Tool descriptions matter too. The description field in a tool’s JSON schema is part of the model’s input on every call. Vague descriptions produce vague tool use. Precise descriptions, including what the tool does and does not do and what edge cases to expect, measurably improve model behavior. This is not a minor implementation detail; it is closer to the primary interface between the scaffolding and the model.
This is why building a coding agent from scratch is a useful exercise even if you plan to use an existing one. You quickly discover that the hard problems are not in calling the API. They are in deciding what the agent should be able to see, what it should be able to do, and how to represent the results of those operations back to a model that has only text to work with.
What Changes at Scale
Single-file edits are well within what even a simple agent loop handles reliably. Cross-repository changes, dependency upgrades, and multi-step refactors expose the limits more quickly.
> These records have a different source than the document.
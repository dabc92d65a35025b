//! Core types for synthclone.
//!
//! This crate provides the value types shared by the session authority, the
//! plugin facade and the plugins themselves: participant identifiers, typed
//! object handles, zones, sample buffers, session configuration and the
//! on-disk session document.

mod config;
mod document;
mod error;
mod handle;
mod id;
mod sample;
mod visibility;
mod zone;

pub use config::{SessionConfig, SessionConfigBuilder};
pub use document::{
    ComponentRecord, ParticipantRecord, SAMPLE_DIRECTORY_NAME, SAMPLE_STAGING_DIRECTORY_NAME,
    SESSION_FILE_NAME, SESSION_FORMAT_VERSION, SampleRecord, SessionDocument, ZoneRecord,
};
pub use error::{ComponentError, SessionError, SessionResult};
pub use handle::{
    EffectId, HandleAllocator, JobId, MenuActionId, MenuSeparatorId, ParticipantKey, SamplerId,
    TargetId, ZoneId,
};
pub use id::ParticipantId;
pub use sample::{
    SAMPLE_RATE_MAXIMUM, SAMPLE_RATE_MINIMUM, Sample, SampleChannelCount, SampleRate,
    validate_channel_count,
};
pub use visibility::PropertyVisibility;
pub use zone::{
    CONTROL_COUNT, MIDI_VALUE_MAX, MidiData, Zone, ZoneComparer, ZoneField, ZoneStatus, ZoneValue,
};

/// Host version reported to plugins.
pub const MAJOR_VERSION: u32 = 0;
/// Host minor version reported to plugins.
pub const MINOR_VERSION: u32 = 4;
/// Host revision reported to plugins.
pub const REVISION: u32 = 0;

/// Lifecycle state of a session.
#[derive(
    Debug,
    Clone,
    Copy,
    PartialEq,
    Eq,
    Hash,
    Default,
    serde::Serialize,
    serde::Deserialize,
    strum::Display,
)]
#[serde(rename_all = "snake_case")]
pub enum SessionState {
    /// No session is loaded.
    #[default]
    #[strum(to_string = "not loaded")]
    NotLoaded,
    /// A session is being read from disk.
    #[strum(to_string = "loading")]
    Loading,
    /// A session is loaded and matches what is on disk.
    #[strum(to_string = "loaded")]
    LoadedClean,
    /// A session is loaded and has unsaved changes.
    #[strum(to_string = "modified")]
    LoadedDirty,
    /// The session is being written to disk.
    #[strum(to_string = "saving")]
    Saving,
    /// The session is being torn down.
    #[strum(to_string = "unloading")]
    Unloading,
}

impl SessionState {
    /// Check whether a session is currently loaded (clean or dirty).
    pub fn is_loaded(self) -> bool {
        matches!(self, Self::LoadedClean | Self::LoadedDirty)
    }
}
The primary limit at scale is not model capability but context coherence. A model that has read 40 files, run 15 shell commands, and seen 8 error messages may start to lose track of which constraints it established early in the conversation. Checkpointing, where the model explicitly re-states its current understanding and goals, partially addresses this. Some agent frameworks implement this as a structured planning step at the beginning of long tasks.
The secondary limit is tool latency. Each iteration of the loop involves at least one API call and one tool execution. On slow networks or with expensive tools, a 30-step task can take minutes. This is why streaming matters: users need continuous feedback that progress is being made, not a long silence followed by either a completed diff or an error.
The third limit is determinism. Coding agents are probabilistic systems making decisions about deterministic artifacts. A model that decides to use a slightly different import style halfway through a refactor, or that forgets it already handled a particular edge case, produces inconsistent output that requires human review. The scaffolding can enforce some consistency through explicit instructions and structured output schemas, but not all of it.
These limits are not reasons to avoid coding agents. They are parameters that define where agents work well and where they need human intervention. Understanding them from the inside, by understanding the loop and what drives it, is what lets you use these tools where they are strong and not where they are not.